Today, when a patient walks into a physician's office, office personnel frequently use the phone to verify the scope of the patient's insurance. An e-health system can give physician's offices immediate access to such information. Once a service is rendered, on-line claims can be initiated and completed in just a few days, as opposed to the current weeks or even months it takes to get a reimbursement from an insurance company with manual form processing. Moreover, time and cost savings can quickly add up to hundreds of millions of dollars, including savings for the insured (who do not have to worry about a delay in verifying treatment eligibility or complete claim forms to find out that claims have been denied), the providers (who are spared delays in reimbursements and nonpayment for their services) and the insurers (who need less personnel for manual claims and experience fewer processing inefficiencies, such as keyboarding mistakes or illegible writing). The total savings on paper alone can sometimes be overwhelming: Hewlett Packard electronically stores ten terabytes of information per month, equivalent to a stack of paper three hundred miles high. Employees and consumers will also be able to access the information they desire precisely. This enhances the “pull” as opposed to “push” nature of the communication among insurers, providers, and patients. Global health corporations can facilitate instantaneous communication between e-providers and e-consumers, allowing them to have discussions that would not have previously been possible.

All of this has also created an expectation that future health services should eventually subscribe to the e-health vision. People, in general, expect the same level of services from an e-health care system as from the traditional health care system.

This brings us to a discussion of the barriers to reaching the e-health vision described in the beginning of this chapter.

E-Health Barriers and Challenges

Perhaps the most essential ingredient for vibrant e-health development is assurance for citizens and e-health care professionals that an e-health care system will in fact lead to improved health as opposed to fraud, medical misinformation, abuse of consumer data, marketing of products and services that are of little or questionable value, or e-care services that fail to satisfy their needs. In other words, evaluation of the existing e-health care system is important to ensure that the goals and benefits can be and are being achieved. Policies and mechanisms must be created to oversee the development and growth of e-health, including legislation against fraud and unethical practices and for protection of patient privacy and confidentiality of e-patient data.

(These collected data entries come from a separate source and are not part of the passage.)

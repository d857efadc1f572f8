use std::path::Path;
use std::sync::OnceLock;

use regex::Regex;

/// Category given to files sitting directly under the raw root.
pub const ROOT_CATEGORY: &str = "(raiz)";

/// Metadata encoded in a raw file name: `"<source> - <theme> - <scope>.csv"`.
#[derive(Debug, Clone, PartialEq, Eq)]
pub struct FilenameParts {
    pub source: String,
    pub theme: String,
    pub scope: String,
}

fn padded_hyphen() -> &'static Regex {
    static PATTERN: OnceLock<Regex> = OnceLock::new();
    PATTERN.get_or_init(|| Regex::new(r"\s+-\s+").expect("static pattern"))
}

/// Split on hyphens with whitespace on both sides, at most three parts.
///
/// A hyphen inside a word ("Uso-do-solo") is never a separator. Everything
/// after the second separator stays in `scope`, and a name with a single part
/// uses it as both source and theme.
pub fn parse_filename_parts(file_name: &str) -> FilenameParts {
    let stem = if file_name.to_ascii_lowercase().ends_with(".csv") {
        &file_name[..file_name.len() - 4]
    } else {
        file_name
    };
    let parts: Vec<&str> = padded_hyphen()
        .splitn(stem.trim(), 3)
        .map(str::trim)
        .filter(|part| !part.is_empty())
        .collect();

    let source = parts.first().copied().unwrap_or_default().to_string();
    let theme = parts
        .get(1)
        .map_or_else(|| source.clone(), |theme| theme.to_string());
    let scope = parts.get(2).copied().unwrap_or_default().to_string();
    FilenameParts {
        source,
        theme,
        scope,
    }
}

/// First directory beneath `root`, or [`ROOT_CATEGORY`] for top-level files.
pub fn category_for(root: &Path, path: &Path) -> String {
    let Ok(relative) = path.strip_prefix(root) else {
        return ROOT_CATEGORY.to_string();
    };
    let components: Vec<_> = relative.components().collect();
    if components.len() < 2 {
        return ROOT_CATEGORY.to_string();
    }
    components[0].as_os_str().to_string_lossy().into_owned()
}

#[cfg(test)]
mod tests {
    use super::*;

    #[test]
    fn three_part_names_split_into_source_theme_scope() {
        let parts = parse_filename_parts("IBGE - População residente - Municípios PA.csv");
        assert_eq!(parts.source, "IBGE");
        assert_eq!(parts.theme, "População residente");
        assert_eq!(parts.scope, "Municípios PA");
    }

    #[test]
    fn unpadded_hyphen_inside_theme_is_not_a_separator() {
        let parts = parse_filename_parts("MapBiomas - Uso-do-solo - 2010-2020.csv");
        assert_eq!(parts.source, "MapBiomas");
        assert_eq!(parts.theme, "Uso-do-solo");
        assert_eq!(parts.scope, "2010-2020");
    }

    #[test]
    fn scope_keeps_everything_after_the_second_separator() {
        let parts = parse_filename_parts("INPE - Desmatamento - Amazônia - série anual.CSV");
        assert_eq!(parts.theme, "Desmatamento");
        assert_eq!(parts.scope, "Amazônia - série anual");
    }

    #[test]
    fn single_part_name_reuses_source_as_theme() {
        let parts = parse_filename_parts("IDHM.csv");
        assert_eq!(parts.source, "IDHM");
        assert_eq!(parts.theme, "IDHM");
        assert_eq!(parts.scope, "");
    }

    #[test]
    fn category_is_first_directory_under_root() {
        let root = Path::new("/raw");
        assert_eq!(
            category_for(root, Path::new("/raw/Socioeconomia/sub/a.csv")),
            "Socioeconomia"
        );
        assert_eq!(category_for(root, Path::new("/raw/a.csv")), ROOT_CATEGORY);
    }
}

Unfortunately, e-health is far less developed than traditional health care, which has been established over the last several centuries, or even e-business ventures, despite the similar transactional processes involved. Much skepticism has been expressed about the proliferation and diffusion of e-health, primarily because of fear of change, resistance from health care professionals, consumer concerns over privacy and security issues, competing interests among innovations for venture capitalists and funding sources, and continuing environmental and political uncertainties. Venture capitalists and investors are also wary of putting money into a health care system that is financially at risk, that lacks coherence and cost control, and that has byzantine requirements for computing costs and returns on investments. For example, even with state-of-the-art information systems in many health provider institutions, it is difficult, if not impossible, to give the precise cost of any specific medical procedure. For example, the cost of a hip replacement surgery depends on the condition of the patient, the seniority and prestige of the surgeon, the cost of the specific materials used, the length of the patient's stay, the facility in which the procedure is to be undertaken, and many other factors.

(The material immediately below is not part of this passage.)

use std::env;

fn main() {
    let args: Vec<String> = env::args().collect();
    std::process::exit(tsbio::cli::run_with_args(&args));
}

The lack of standards or at least a coalescing consensus on standards can be detrimental to building e-health infrastructures and highways for rapid transmission of e-health information, products, and services. System chaos can result when there are too many different platforms, software standards, security procedures, and programming languages, each attempting to stake out a niche in the billion-dollar e-health technology marketplace. The complexity of implementing common shareware without compatible standards creates undue or unnecessary delays in collaborative projects. Lack of standards also presents the risk of strengthened user resistance, especially from health professionals. Not only can the installation of a proper infrastructure assist in managing multiway communications among e-stakeholders, but it can also motivate e-workers to share information and participate in discussions as to best practices and evidence-based medicine. Of course, the federal government or a multinational corporation like IBM or Microsoft will be expected to provide the strong consensus-based leadership needed to champion and oversee the process of achieving standardization among major e-stakeholders.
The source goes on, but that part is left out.